So first step that we will do, is we will change the encryption, the proof in this encryption with a
simulated proof. So for this we need to have statistical simulations on [indiscernible], which we know
how to do. The next step will be once we have the simulated proof, we can afford to change the
encryption in the second ciphertext from m0 to m1 because we already have the simulated proof and
the whole point of the proof was to guarantee that these two things are in the same.
These two steps are indistinguishable just from the semantic security of the public key encryption. Then
what we will do is we will start actually using the second encryption scheme parameters. So we will
change the decryption key. Instead of using the decryption key for the red scheme, to use the
decryption key for the blue scheme, which means that in the decryption step you will decrypt the
second ciphertext instead of the first one. So here you are decrypting C0 and then evaluating the
function. Here we will be decrypting C1 and then evaluate the function F.
Why are these two steps indistinguishable? Well because we have a guarantee that F of m0 is equal to F
of m1. So these two obfuscations are obfuscations of functions that are really evaluating exactly the
same functionality. They have the same output on any input. Right? The only reason is that this is a
simulated proof for the challenge message as any adversary, no adversary can generate a simulated
proof. So an adversary would be able to produce only valid encryptions that encrypt the same two
messages in the two slots. So these two decryption keys obviously will evaluate to the same. And on
this challenge message we will have the property that F of m0 is equal to F of m1 so this follows that
these two steps are indistinguishable.
And we basically continue in the same way, switching the first message back to m1 and then switching
the decryption key from using SK1 to using Sk0. So this is basically how final the proof for the
construction. So now that we have gone through all the nice construction with a relatively clear proof,
we will go to the obfuscation construction for circuits in NC1.
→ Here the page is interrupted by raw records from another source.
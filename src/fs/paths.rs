//! Path resolution utilities for kanflow
//!
//! Provides functions to locate the board root and construct paths
//! to the files inside the .kanflow directory.

use std::path::{Path, PathBuf};

use crate::errors::{KanflowError, Result};

/// Name of the board directory
pub const KANFLOW_DIR: &str = ".kanflow";

/// Find the board root containing a .kanflow directory.
///
/// Walks up the directory tree from the starting directory looking for
/// the nearest directory that contains .kanflow.
///
/// # Errors
/// * `RepoNotFound` - If the path cannot be resolved or no board is found
pub fn find_board_root(start_cwd: &Path) -> Result<PathBuf> {
    let mut current = start_cwd
        .canonicalize()
        .map_err(|e| KanflowError::RepoNotFound(format!("Cannot resolve path: {}", e)))?;

    loop {
        if current.join(KANFLOW_DIR).is_dir() {
            return Ok(current);
        }

        match current.parent() {
            Some(parent) if parent != current => {
                current = parent.to_path_buf();
            }
            _ => {
                return Err(KanflowError::RepoNotFound(format!(
                    "Could not find a {} directory (run `kanflow init`)",
                    KANFLOW_DIR
                )));
            }
        }
    }
}

/// Resolve the current working directory, optionally using an override.
pub fn resolve_cwd(cwd_option: Option<&Path>) -> PathBuf {
    match cwd_option {
        Some(path) => path.to_path_buf(),
        None => std::env::current_dir().unwrap_or_else(|_| PathBuf::from(".")),
    }
}

/// Get the path to the .kanflow directory.
pub fn get_kanflow_dir(root: &Path) -> PathBuf {
    root.join(KANFLOW_DIR)
}

/// Get the path to the config.json file.
pub fn get_config_path(root: &Path) -> PathBuf {
    get_kanflow_dir(root).join("config.json")
}

/// Get the path to the metadata store file.
pub fn get_metadata_path(root: &Path) -> PathBuf {
    get_kanflow_dir(root).join("metadata.json")
}

/// Get the path to the project user list.
pub fn get_users_path(root: &Path) -> PathBuf {
    get_kanflow_dir(root).join("users.json")
}

/// Get the path to the list of existing content documents.
pub fn get_documents_path(root: &Path) -> PathBuf {
    get_kanflow_dir(root).join("documents.json")
}

/// Get the path to the per-document validation summaries.
pub fn get_validation_path(root: &Path) -> PathBuf {
    get_kanflow_dir(root).join("validation.json")
}
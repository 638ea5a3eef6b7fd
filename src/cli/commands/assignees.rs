//! Assign, unassign and clear-assignees commands

use std::path::Path;

use crate::cli::BoardContext;
use crate::errors::Result;
use crate::schemas::WorkflowMetadata;

fn print_assignees(record: &WorkflowMetadata) {
    if record.assignees.is_empty() {
        println!("\"{}\" has no assignees", record.document_id);
    } else {
        println!(
            "\"{}\" assigned to {}",
            record.document_id,
            record.assignees.join(", ")
        );
    }
}

/// Add `user` to the document's assignees
pub async fn assign(cwd: Option<&Path>, document: &str, user: &str) -> Result<()> {
    let context = BoardContext::open(cwd)?;
    let record = context
        .coordinator()?
        .add_assignee(document, user, &context.users)
        .await?;
    print_assignees(&record);
    Ok(())
}

/// Remove `user` from the document's assignees
pub async fn unassign(cwd: Option<&Path>, document: &str, user: &str) -> Result<()> {
    let context = BoardContext::open(cwd)?;
    let record = context
        .coordinator()?
        .remove_assignee(document, user, &context.users)
        .await?;
    print_assignees(&record);
    Ok(())
}

/// Remove every assignee from the document
pub async fn clear(cwd: Option<&Path>, document: &str) -> Result<()> {
    let context = BoardContext::open(cwd)?;
    let record = context.coordinator()?.clear_assignees(document).await?;
    print_assignees(&record);
    Ok(())
}
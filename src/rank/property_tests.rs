//! Property-based tests for rank allocation
//!
//! These tests use proptest to verify ordering invariants across many random ranks.

#[cfg(test)]
mod tests {
    use crate::rank::{allocate_for_insert, generate_spread, Rank};
    use proptest::prelude::*;

    // ===== STRATEGY HELPERS =====

    /// Generate a canonical rank in bucket 0 with up to three fraction digits
    fn any_rank() -> impl Strategy<Value = Rank> {
        (
            "[0-9a-z]{6}",
            prop::collection::vec(0u32..36, 0..3),
            1u32..36,
            any::<bool>(),
        )
            .prop_map(|(integer, mut fraction, last, with_fraction)| {
                if with_fraction {
                    fraction.push(last);
                } else {
                    fraction.clear();
                }
                let fraction: String = fraction
                    .into_iter()
                    .filter_map(|d| std::char::from_digit(d, 36))
                    .collect();
                Rank::parse(&format!("0|{}:{}", integer, fraction)).unwrap()
            })
    }

    /// Generate an ordered pair of distinct ranks
    fn ordered_pair() -> impl Strategy<Value = (Rank, Rank)> {
        (any_rank(), any_rank())
            .prop_filter("ranks must differ", |(a, b)| a != b)
            .prop_map(|(a, b)| if a < b { (a, b) } else { (b, a) })
    }

    // ===== DENSITY =====

    proptest! {
        /// Property: between(a, b) lies strictly inside (a, b)
        #[test]
        fn test_between_is_strictly_inside((a, b) in ordered_pair()) {
            let mid = a.between(&b).unwrap();
            prop_assert!(a < mid);
            prop_assert!(mid < b);
        }

        /// Property: repeated bisection toward one end never collides
        #[test]
        fn test_repeated_bisection_never_collides(
            (a, b) in ordered_pair(),
            toward_low in prop::collection::vec(any::<bool>(), 1..60)
        ) {
            let (mut low, mut high) = (a, b);
            let mut seen = vec![low.clone(), high.clone()];
            for go_low in toward_low {
                let mid = low.between(&high).unwrap();
                prop_assert!(!seen.contains(&mid));
                seen.push(mid.clone());
                if go_low { high = mid } else { low = mid }
            }
        }

        /// Property: value order and string order agree
        #[test]
        fn test_order_matches_string_order(a in any_rank(), b in any_rank()) {
            prop_assert_eq!(a.cmp(&b), a.to_string().cmp(&b.to_string()));
        }

        /// Property: printing then parsing gives the same rank
        #[test]
        fn test_display_parses_back(a in any_rank()) {
            prop_assert_eq!(Rank::parse(&a.to_string()).unwrap(), a);
        }
    }

    // ===== ADJACENCY =====

    proptest! {
        /// Property: next and prev move strictly in their direction
        #[test]
        fn test_next_and_prev_are_monotone(a in any_rank()) {
            if a < Rank::max() {
                prop_assert!(a.next().unwrap() > a);
            }
            if !a.is_min() {
                prop_assert!(a.prev().unwrap() < a);
            }
        }

        /// Property: N appends to an empty column give a strictly increasing sequence
        #[test]
        fn test_appends_strictly_increase(n in 1usize..200) {
            let mut column: Vec<Option<Rank>> = Vec::new();
            for _ in 0..n {
                let next = allocate_for_insert(&column, column.len()).unwrap();
                if let Some(Some(last)) = column.last() {
                    prop_assert!(&next > last);
                }
                column.push(Some(next));
            }
        }

        /// Property: inserting at any index keeps the column sorted
        #[test]
        fn test_insert_keeps_column_sorted(
            inserts in prop::collection::vec(0usize..30, 1..40)
        ) {
            let mut column: Vec<Option<Rank>> = Vec::new();
            for index in inserts {
                let index = index.min(column.len());
                let rank = allocate_for_insert(&column, index).unwrap();
                column.insert(index, Some(rank));
            }
            let ranks: Vec<Rank> = column.into_iter().flatten().collect();
            for pair in ranks.windows(2) {
                prop_assert!(pair[0] < pair[1]);
            }
        }
    }

    // ===== SPREAD =====

    proptest! {
        /// Property: a spread is sorted, unique and within its bounds
        #[test]
        fn test_spread_sorted_unique_and_bounded(count in 2usize..64, (a, b) in ordered_pair()) {
            let ranks = generate_spread(count, Some(a.clone()), Some(b.clone())).unwrap();
            prop_assert_eq!(ranks.len(), count);
            prop_assert_eq!(&ranks[0], &a);
            prop_assert_eq!(&ranks[count - 1], &b);
            for pair in ranks.windows(2) {
                prop_assert!(pair[0] < pair[1]);
                prop_assert!(pair[0].to_string() < pair[1].to_string());
            }
        }
    }
}
//! Complete command - Take a finished document off the board

use std::path::Path;

use crate::cli::BoardContext;
use crate::errors::Result;

/// Remove a document in the last state from the workflow
pub async fn run(cwd: Option<&Path>, document: &str) -> Result<()> {
    let context = BoardContext::open(cwd)?;
    let coordinator = context.coordinator()?;

    let record = coordinator.complete(document).await?;
    println!(
        "\"{}\" completed from \"{}\"",
        record.document_id,
        coordinator.state_title(&record.state)
    );
    Ok(())
}
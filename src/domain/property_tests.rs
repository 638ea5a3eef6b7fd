//! Property-based tests for domain logic
//!
//! These tests use proptest to verify invariants across many random inputs.

#[cfg(test)]
mod tests {
    use crate::domain::transitions::apply_state_transition;
    use crate::domain::validation::{
        assignment_gate, can_transition, role_gate, transition_gate, validation_gate, Denial,
    };
    use crate::schemas::{
        default_states, Actor, FindingLevel, State, ValidationFinding, ValidationStatus,
        ValidationSummary, WorkflowMetadata,
    };
    use proptest::prelude::*;

    // ===== STRATEGY HELPERS =====

    /// Generate a role set drawn from a small vocabulary
    fn any_roles() -> impl Strategy<Value = Vec<String>> {
        prop::collection::vec(
            prop_oneof![Just("editor"), Just("administrator"), Just("viewer")],
            0..3,
        )
        .prop_map(|roles| roles.into_iter().map(String::from).collect())
    }

    /// Generate an actor with a few possible ids
    fn any_actor() -> impl Strategy<Value = Actor> {
        (prop_oneof![Just("u1"), Just("u2"), Just("u3")], any_roles())
            .prop_map(|(id, roles)| Actor::new(id, roles))
    }

    /// Generate an assignee list
    fn any_assignees() -> impl Strategy<Value = Vec<String>> {
        prop::collection::vec(prop_oneof![Just("u1"), Just("u2"), Just("u4")], 0..3)
            .prop_map(|ids| ids.into_iter().map(String::from).collect())
    }

    /// Generate a validation summary
    fn any_validation() -> impl Strategy<Value = ValidationSummary> {
        (
            any::<bool>(),
            prop::collection::vec(
                prop_oneof![Just(FindingLevel::Error), Just(FindingLevel::Warning)],
                0..3,
            ),
        )
            .prop_map(|(validating, levels)| ValidationSummary {
                status: if validating {
                    ValidationStatus::Validating
                } else {
                    ValidationStatus::Settled
                },
                findings: levels
                    .into_iter()
                    .map(|level| ValidationFinding {
                        level,
                        message: "finding".to_string(),
                        path: None,
                    })
                    .collect(),
            })
    }

    /// Generate a random four-column board
    fn any_board() -> impl Strategy<Value = Vec<State>> {
        prop::collection::vec(
            (
                prop::collection::vec(0usize..4, 0..3),
                prop::option::of(any_roles()),
                any::<bool>(),
                any::<bool>(),
            ),
            4,
        )
        .prop_map(|columns| {
            columns
                .into_iter()
                .enumerate()
                .map(|(i, (transitions, roles, assign, validate))| {
                    let mut state = State::new(format!("s{}", i), format!("State {}", i))
                        .with_transitions(transitions.into_iter().map(|t| format!("s{}", t)));
                    state.roles = roles;
                    state.require_assignment = assign;
                    state.require_validation = validate;
                    state
                })
                .collect()
        })
    }

    // ===== PURITY TESTS =====

    proptest! {
        /// Property: identical inputs always give identical decisions
        #[test]
        fn test_can_transition_is_pure(
            board in any_board(),
            actor in any_actor(),
            from in 0usize..4,
            to in 0usize..4,
            assignees in any_assignees(),
            validation in any_validation()
        ) {
            let first = can_transition(&board, &actor, &board[from], &board[to], &assignees, &validation);
            let second = can_transition(&board, &actor, &board[from], &board[to], &assignees, &validation);
            prop_assert_eq!(first, second);
        }

        /// Property: allowed exactly when every gate passes
        #[test]
        fn test_allowed_iff_all_gates_pass(
            board in any_board(),
            actor in any_actor(),
            from in 0usize..4,
            to in 0usize..4,
            assignees in any_assignees(),
            validation in any_validation()
        ) {
            let (current, target) = (&board[from], &board[to]);
            let decision = can_transition(&board, &actor, current, target, &assignees, &validation);
            let gates_pass = role_gate(&actor, target)
                && transition_gate(current, target)
                && assignment_gate(&actor, target, &assignees)
                && validation_gate(current, &validation).is_none();
            prop_assert_eq!(decision.allowed, gates_pass);
            prop_assert_eq!(decision.allowed, decision.denial.is_none());
        }

        /// Property: each denial kind produces its own reason wording
        #[test]
        fn test_denial_reasons_are_distinguishable(
            board in any_board(),
            actor in any_actor(),
            from in 0usize..4,
            to in 0usize..4,
            assignees in any_assignees(),
            validation in any_validation()
        ) {
            let decision = can_transition(&board, &actor, &board[from], &board[to], &assignees, &validation);
            let marker = match decision.denial {
                None => return Ok(()),
                Some(Denial::Role) => "Your User role cannot",
                Some(Denial::Transition) => "You cannot",
                Some(Denial::Assignment) => "You must be assigned",
                Some(Denial::Validating) => "Document is validating",
                Some(Denial::ValidationErrors) => "Document has validation errors",
            };
            prop_assert!(decision.reason.starts_with(marker));
        }
    }

    // ===== IMMUTABILITY TESTS =====

    proptest! {
        /// Property: apply_state_transition never mutates its input
        #[test]
        fn test_apply_transition_never_mutates(
            actor in any_actor(),
            from in 0usize..3,
            to in 0usize..3,
            assignees in any_assignees(),
            validation in any_validation()
        ) {
            let states = default_states();
            let record = WorkflowMetadata::new("doc", states[from].id.clone(), None)
                .with_assignees(assignees);
            let original = record.clone();
            let _ = apply_state_transition(&states, &actor, &record, &states[to].id, &validation);
            prop_assert_eq!(record, original);
        }

        /// Property: a successful transition only changes the state
        #[test]
        fn test_success_only_changes_state(
            actor in any_actor(),
            from in 0usize..3,
            to in 0usize..3,
            assignees in any_assignees()
        ) {
            let states = default_states();
            let record = WorkflowMetadata::new("doc", states[from].id.clone(), Some("0|100000:".into()))
                .with_assignees(assignees)
                .with_revision("r7");
            let result = apply_state_transition(
                &states, &actor, &record, &states[to].id, &ValidationSummary::clean(),
            );
            if let Some(next) = result.metadata() {
                prop_assert_eq!(&next.state, &states[to].id);
                prop_assert_eq!(next.with_state(record.state.clone()), record);
            }
        }
    }
}
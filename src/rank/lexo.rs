//! Bucketed base-36 rank keys
//!
//! A rank prints as `B|IIIIII:FFF`: a bucket digit, a fixed-width base-36
//! integer part, and a base-36 fraction without trailing zeros. Because the
//! integer part is fixed width and the fraction is canonical, comparing the
//! printed strings gives the same order as comparing the values, and a new
//! rank can always be produced between two others by growing the fraction.

use std::fmt;
use std::str::FromStr;

use regex::Regex;
use serde::{Deserialize, Deserializer, Serialize, Serializer};

use crate::errors::{KanflowError, Result};

const BASE: u32 = 36;
const INTEGER_WIDTH: usize = 6;
const MAX_DIGIT: u8 = 35;
const MID_DIGIT: u8 = 18;

/// Distance `next`/`prev` step away from an integer rank
const STEP: u64 = 8;

/// `zzzzzz`
const INTEGER_MAX: u64 = 2_176_782_335;

/// `100000`, the first rank handed out after the minimum
const INITIAL_MIN: u64 = 60_466_176;

/// `y00000`, the first rank handed out before the maximum
const INITIAL_MAX: u64 = 2_055_849_984;

lazy_static::lazy_static! {
    static ref RANK_PATTERN: Regex = Regex::new(
        r"^(?P<bucket>[0-2])\|(?P<integer>[0-9a-z]{6}):(?P<fraction>[0-9a-z]*)$"
    ).unwrap();
}

/// A dense, totally ordered sort key
#[derive(Debug, Clone, PartialEq, Eq, PartialOrd, Ord, Hash)]
pub struct Rank {
    bucket: u8,
    /// Integer digits followed by fraction digits, most significant first
    digits: Vec<u8>,
}

impl Rank {
    /// Lower sentinel: `0|000000:`
    pub fn min() -> Self {
        Rank::min_in(0)
    }

    /// Upper sentinel: `0|zzzzzz:`
    pub fn max() -> Self {
        Rank::max_in(0)
    }

    fn min_in(bucket: u8) -> Self {
        Rank {
            bucket,
            digits: vec![0; INTEGER_WIDTH],
        }
    }

    fn max_in(bucket: u8) -> Self {
        Rank {
            bucket,
            digits: vec![MAX_DIGIT; INTEGER_WIDTH],
        }
    }

    /// Parse a rank string, rejecting anything not in canonical form
    pub fn parse(value: &str) -> Result<Self> {
        value.parse()
    }

    pub fn bucket(&self) -> u8 {
        self.bucket
    }

    pub fn is_min(&self) -> bool {
        *self == Rank::min_in(self.bucket)
    }

    pub fn is_max(&self) -> bool {
        *self == Rank::max_in(self.bucket)
    }

    /// Number of fraction digits carried beyond the integer part
    pub fn precision(&self) -> usize {
        self.digits.len() - INTEGER_WIDTH
    }

    /// The adjacent rank above this one.
    ///
    /// Steps to the next integer plus eight; near the top it bisects toward
    /// the maximum instead.
    pub fn next(&self) -> Result<Rank> {
        let max = Rank::max_in(self.bucket);
        if *self >= max {
            return Err(KanflowError::RangeExhausted(format!("no rank after {}", self)));
        }
        if self.is_min() {
            return Ok(Rank::from_integer(self.bucket, INITIAL_MIN));
        }

        let ceil = self.integer() + u64::from(self.precision() > 0);
        let candidate = ceil + STEP;
        if candidate >= INTEGER_MAX {
            return self.between(&max);
        }
        Ok(Rank::from_integer(self.bucket, candidate))
    }

    /// The adjacent rank below this one.
    pub fn prev(&self) -> Result<Rank> {
        let min = Rank::min_in(self.bucket);
        if *self <= min {
            return Err(KanflowError::RangeExhausted(format!("no rank before {}", self)));
        }
        if self.is_max() {
            return Ok(Rank::from_integer(self.bucket, INITIAL_MAX));
        }

        let floor = self.integer();
        if floor <= STEP {
            return min.between(self);
        }
        Ok(Rank::from_integer(self.bucket, floor - STEP))
    }

    /// The exact midpoint of `self` and `upper`.
    ///
    /// Requires `self < upper` within the same bucket. Precision grows by at
    /// most one digit per call, so repeated bisection never collides.
    pub fn between(&self, upper: &Rank) -> Result<Rank> {
        if self.bucket != upper.bucket || self >= upper {
            return Err(KanflowError::InvalidRange {
                lower: self.to_string(),
                upper: upper.to_string(),
            });
        }

        let width = self.digits.len().max(upper.digits.len());
        let a = padded(&self.digits, width);
        let b = padded(&upper.digits, width);

        // sum[0] holds the carry out of the integer part
        let mut sum = vec![0u8; width + 1];
        let mut carry = 0u32;
        for i in (0..width).rev() {
            let s = u32::from(a[i]) + u32::from(b[i]) + carry;
            sum[i + 1] = (s % BASE) as u8;
            carry = s / BASE;
        }
        sum[0] = carry as u8;

        let mut half = Vec::with_capacity(width + 2);
        let mut rem = 0u32;
        for digit in &sum {
            let current = rem * BASE + u32::from(*digit);
            half.push((current / 2) as u8);
            rem = current % 2;
        }
        if rem == 1 {
            half.push(MID_DIGIT);
        }
        // The midpoint of two in-range values never overflows the integer width
        half.remove(0);

        Ok(Rank::from_digits(self.bucket, half))
    }

    fn from_integer(bucket: u8, value: u64) -> Self {
        let mut digits = vec![0u8; INTEGER_WIDTH];
        let mut rest = value;
        for slot in digits.iter_mut().rev() {
            *slot = (rest % u64::from(BASE)) as u8;
            rest /= u64::from(BASE);
        }
        Rank { bucket, digits }
    }

    fn from_digits(bucket: u8, mut digits: Vec<u8>) -> Self {
        while digits.len() > INTEGER_WIDTH && digits.last() == Some(&0) {
            digits.pop();
        }
        Rank { bucket, digits }
    }

    fn integer(&self) -> u64 {
        self.digits[..INTEGER_WIDTH]
            .iter()
            .fold(0, |acc, d| acc * u64::from(BASE) + u64::from(*d))
    }
}

fn padded(digits: &[u8], width: usize) -> Vec<u8> {
    let mut out = digits.to_vec();
    out.resize(width, 0);
    out
}

fn digit_char(digit: u8) -> char {
    std::char::from_digit(u32::from(digit), BASE).unwrap_or('0')
}

impl fmt::Display for Rank {
    fn fmt(&self, f: &mut fmt::Formatter<'_>) -> fmt::Result {
        write!(f, "{}|", self.bucket)?;
        for (i, digit) in self.digits.iter().enumerate() {
            if i == INTEGER_WIDTH {
                f.write_str(":")?;
            }
            write!(f, "{}", digit_char(*digit))?;
        }
        if self.digits.len() == INTEGER_WIDTH {
            f.write_str(":")?;
        }
        Ok(())
    }
}

impl FromStr for Rank {
    type Err = KanflowError;

    fn from_str(s: &str) -> std::result::Result<Self, Self::Err> {
        let caps = RANK_PATTERN
            .captures(s)
            .ok_or_else(|| KanflowError::InvalidRank(s.to_string()))?;

        let fraction = &caps["fraction"];
        if fraction.ends_with('0') {
            return Err(KanflowError::InvalidRank(format!(
                "{} (fraction has trailing zeros)",
                s
            )));
        }

        let bucket = caps["bucket"]
            .parse::<u8>()
            .map_err(|_| KanflowError::InvalidRank(s.to_string()))?;
        let digits = caps["integer"]
            .chars()
            .chain(fraction.chars())
            .map(|c| c.to_digit(BASE).map(|d| d as u8))
            .collect::<Option<Vec<u8>>>()
            .ok_or_else(|| KanflowError::InvalidRank(s.to_string()))?;

        Ok(Rank { bucket, digits })
    }
}

impl Serialize for Rank {
    fn serialize<S: Serializer>(&self, serializer: S) -> std::result::Result<S::Ok, S::Error> {
        serializer.collect_str(self)
    }
}

impl<'de> Deserialize<'de> for Rank {
    fn deserialize<D: Deserializer<'de>>(deserializer: D) -> std::result::Result<Self, D::Error> {
        let raw = String::deserialize(deserializer)?;
        raw.parse().map_err(serde::de::Error::custom)
    }
}

#[cfg(test)]
mod tests {
    use super::*;

    fn rank(s: &str) -> Rank {
        Rank::parse(s).unwrap()
    }

    #[test]
    fn test_sentinels() {
        assert_eq!(Rank::min().to_string(), "0|000000:");
        assert_eq!(Rank::max().to_string(), "0|zzzzzz:");
        assert!(Rank::min() < Rank::max());
        assert!(Rank::min().is_min());
        assert!(Rank::max().is_max());
    }

    #[test]
    fn test_next_from_min_and_integer() {
        assert_eq!(Rank::min().next().unwrap().to_string(), "0|100000:");
        assert_eq!(rank("0|100000:").next().unwrap().to_string(), "0|100008:");
        // a fractional rank first rounds up
        assert_eq!(rank("0|100000:i").next().unwrap().to_string(), "0|100009:");
    }

    #[test]
    fn test_prev_from_max_and_integer() {
        assert_eq!(Rank::max().prev().unwrap().to_string(), "0|y00000:");
        assert_eq!(rank("0|y00000:").prev().unwrap().to_string(), "0|xzzzzs:");
        assert_eq!(rank("0|100000:").prev().unwrap().to_string(), "0|0zzzzs:");
    }

    #[test]
    fn test_next_near_max_bisects() {
        let near = rank("0|zzzzzy:");
        let next = near.next().unwrap();
        assert!(near < next && next < Rank::max());
        assert_eq!(next.to_string(), "0|zzzzzy:i");
    }

    #[test]
    fn test_prev_near_min_bisects() {
        let near = rank("0|000004:");
        let prev = near.prev().unwrap();
        assert_eq!(prev.to_string(), "0|000002:");
        assert!(Rank::min() < prev);
    }

    #[test]
    fn test_sentinel_edges_exhausted() {
        assert_eq!(Rank::max().next().unwrap_err().code(), "RANGE_EXHAUSTED");
        assert_eq!(Rank::min().prev().unwrap_err().code(), "RANGE_EXHAUSTED");
    }

    #[test]
    fn test_between_exact_midpoint() {
        assert_eq!(rank("0|000000:").between(&rank("0|000002:")).unwrap().to_string(), "0|000001:");
        assert_eq!(rank("0|000001:").between(&rank("0|000002:")).unwrap().to_string(), "0|000001:i");
        assert_eq!(rank("0|000001:").between(&rank("0|000001:i")).unwrap().to_string(), "0|000001:9");
    }

    #[test]
    fn test_between_rejects_inverted_and_equal() {
        let a = rank("0|100000:");
        let b = rank("0|200000:");
        let err = b.between(&a).unwrap_err();
        assert_eq!(err.code(), "INVALID_RANGE");
        assert!(a.between(&a).is_err());
    }

    #[test]
    fn test_between_rejects_mixed_buckets() {
        assert!(rank("0|100000:").between(&rank("1|200000:")).is_err());
    }

    #[test]
    fn test_between_carries_across_digits() {
        let low = rank("0|0000zz:");
        let high = rank("0|000101:");
        let mid = low.between(&high).unwrap();
        assert!(low < mid && mid < high);
        assert_eq!(mid.to_string(), "0|000100:");
    }

    #[test]
    fn test_parse_rejects_malformed() {
        for bad in ["", "0|i0000:", "3|000000:", "0|ABCDEF:", "0|000000", "0|000000:10", "x"] {
            assert_eq!(Rank::parse(bad).unwrap_err().code(), "INVALID_RANK", "{}", bad);
        }
    }

    #[test]
    fn test_ordering_matches_string_ordering() {
        let a = rank("0|hzzzzz:");
        let b = rank("0|hzzzzz:i");
        let c = rank("0|i00000:");
        assert!(a < b && b < c);
        assert!(a.to_string() < b.to_string() && b.to_string() < c.to_string());
    }

    #[test]
    fn test_serde_as_string() {
        let r = rank("0|i00000:4");
        assert_eq!(serde_json::to_string(&r).unwrap(), "\"0|i00000:4\"");
        let back: Rank = serde_json::from_str("\"0|i00000:4\"").unwrap();
        assert_eq!(back, r);
        assert!(serde_json::from_str::<Rank>("\"nope\"").is_err());
    }
}
//! Doctor command - Scan workflow metadata and repair one category at a time

use std::path::Path;
use std::str::FromStr;

use crate::cli::BoardContext;
use crate::errors::{KanflowError, Result};
use crate::reconcile::{plan, plan_reset_order, Reconciler, ViolationCategory, ViolationReport};
use crate::store::MetadataStore;

/// What `--fix` asked for
#[derive(Debug, Clone, Copy, PartialEq, Eq)]
enum Fix {
    Category(ViolationCategory),
    /// Re-spread every record over the default range
    ResetOrder,
}

impl FromStr for Fix {
    type Err = KanflowError;

    fn from_str(s: &str) -> Result<Self> {
        if s == "resetOrder" {
            return Ok(Fix::ResetOrder);
        }
        s.parse().map(Fix::Category)
    }
}

fn print_report(report: &ViolationReport) {
    if report.is_clean() {
        println!("No problems found");
        return;
    }
    for (category, ids) in report.found() {
        println!("{} ({})", category.fix_label(ids.len()), category);
        for id in ids {
            println!("  {}", id);
        }
    }
}

/// Scan the board, then optionally repair one category.
///
/// With `dry_run` the repair batch is built and described but not committed.
pub async fn run(cwd: Option<&Path>, json: bool, fix: Option<&str>, dry_run: bool) -> Result<()> {
    let fix = fix.map(Fix::from_str).transpose()?;

    let context = BoardContext::open(cwd)?;
    let store = context.store()?;
    let documents = context.documents()?;
    let reconciler = Reconciler::new(&store, &context.config.states, &context.users);

    let report = reconciler.scan(&documents).await?;
    if json {
        let output = serde_json::to_string_pretty(&report)
            .map_err(|e| KanflowError::InvalidJson(e.to_string()))?;
        println!("{}", output);
    } else {
        print_report(&report);
    }

    let Some(fix) = fix else {
        return Ok(());
    };

    match fix {
        Fix::Category(category) => {
            let ids = report.get(category);
            if dry_run {
                let records = store.list().await?;
                let batch = plan(category, &records, ids, &context.config.states, &context.users)?;
                println!("[dry-run] Would {}", category.fix_label(batch.len()));
                return Ok(());
            }
            let count = reconciler.apply(category, ids).await?;
            println!("{}", category.done_message(count));
        }
        Fix::ResetOrder => {
            let records = store.list().await?;
            let ids: Vec<String> = records.iter().map(|r| r.document_id.clone()).collect();
            if dry_run {
                let batch = plan_reset_order(&records, &ids)?;
                println!("[dry-run] Would reset order for {} documents", batch.len());
                return Ok(());
            }
            let count = reconciler.reset_order(&ids).await?;
            println!("Reset order for {} documents", count);
        }
    }
    Ok(())
}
So let’s start with all the ingredients that I will be using for this construction. And then I will tell you step
by step how we will put them together into our construction. So we will be using a representation of
circuits in NC1 using branching programs, which were introduced by Barrington. We will also use Kilian’s
technique for randomizing branching programs. We will also use multi-linear maps for which we have
the construction of Garg, Gentry, Halevi and then Karong [phonetic], La Pointe [phonetic] and
[indiscernible].
So we will put all these things together and then I will describe several different further modifications
that are in to do with different issues that this original construction will have. They will come as
defenses to particular attacks that we saw in the original construction. And then at the end I will state
for you a complicated assumption and give you some, point you to some evidence that maybe it is a
good assumption.
So what is a, what are branching programs or oblivious branching programs? They were introduced as a
computational model which was introduced by Barrington in ‘86. So how do you describe computation
with a branching program? So if you have a branching program of length m that takes input of length n
bits, consists of m pairs of matrices which, these should be 5x5 matrices, so all these matrices are 5x5
matrices. And then in addition to that you have a function that tells you, that maps any position in the
branching program to a bit in the input. So you have these [indiscernible] for each position,
[indiscernible] of matrices for each position of the branching program. And then you have a function
that tells you, for each position in the branching program, which input you have to look at.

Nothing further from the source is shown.